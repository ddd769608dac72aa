//! Tracing setup.
//!
//! Configures structured logging with an environment-driven filter.

use tracing_subscriber::{layer::SubscriberExt, util::SubscriberInitExt, EnvFilter};

/// Initialize tracing for a binary.
///
/// This sets up:
/// - Console logging with target, file and line
/// - Environment-based filter (RUST_LOG wins over `default_level`)
///
/// # Arguments
///
/// * `service_name` - Name recorded in the first log line
/// * `default_level` - Filter used when RUST_LOG is unset
pub fn init_tracing(service_name: &str, default_level: &str) {
    let filter = EnvFilter::try_from_default_env()
        .unwrap_or_else(|_| EnvFilter::new(default_level));

    let fmt_layer = tracing_subscriber::fmt::layer()
        .with_target(true)
        .with_file(true)
        .with_line_number(true);

    // A second init (tests, embedded use) keeps the first subscriber.
    let _ = tracing_subscriber::registry()
        .with(filter)
        .with(fmt_layer)
        .try_init();

    tracing::info!(service = service_name, "Tracing initialized");
}

/// Initialize tracing for tests (only logs errors).
pub fn init_test_tracing() {
    let _ = tracing_subscriber::fmt()
        .with_env_filter("error")
        .with_test_writer()
        .try_init();
}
◆ ◆ ◆
*Task statement:*
Return the material exactly as it was provided.

*Exercise answer:*
repository ddd769608dac72aa
//! Tracing setup.
//!
//! Configures structured logging with an environment-driven filter.

use tracing_subscriber::{layer::SubscriberExt, util::SubscriberInitExt, EnvFilter};

/// Initialize tracing for a binary.
///
/// This sets up:
/// - Console logging with target, file and line
/// - Environment-based filter (RUST_LOG wins over `default_level`)
///
/// # Arguments
///
/// * `service_name` - Name recorded in the first log line
/// * `default_level` - Filter used when RUST_LOG is unset
pub fn init_tracing(service_name: &str, default_level: &str) {
    let filter = EnvFilter::try_from_default_env()
        .unwrap_or_else(|_| EnvFilter::new(default_level));

    let fmt_layer = tracing_subscriber::fmt::layer()
        .with_target(true)
        .with_file(true)
        .with_line_number(true);

    // A second init (tests, embedded use) keeps the first subscriber.
    let _ = tracing_subscriber::registry()
        .with(filter)
        .with(fmt_layer)
        .try_init();

    tracing::info!(service = service_name, "Tracing initialized");
}

/// Initialize tracing for tests (only logs errors).
pub fn init_test_tracing() {
    let _ = tracing_subscriber::fmt()
        .with_env_filter("error")
        .with_test_writer()
        .try_init();
}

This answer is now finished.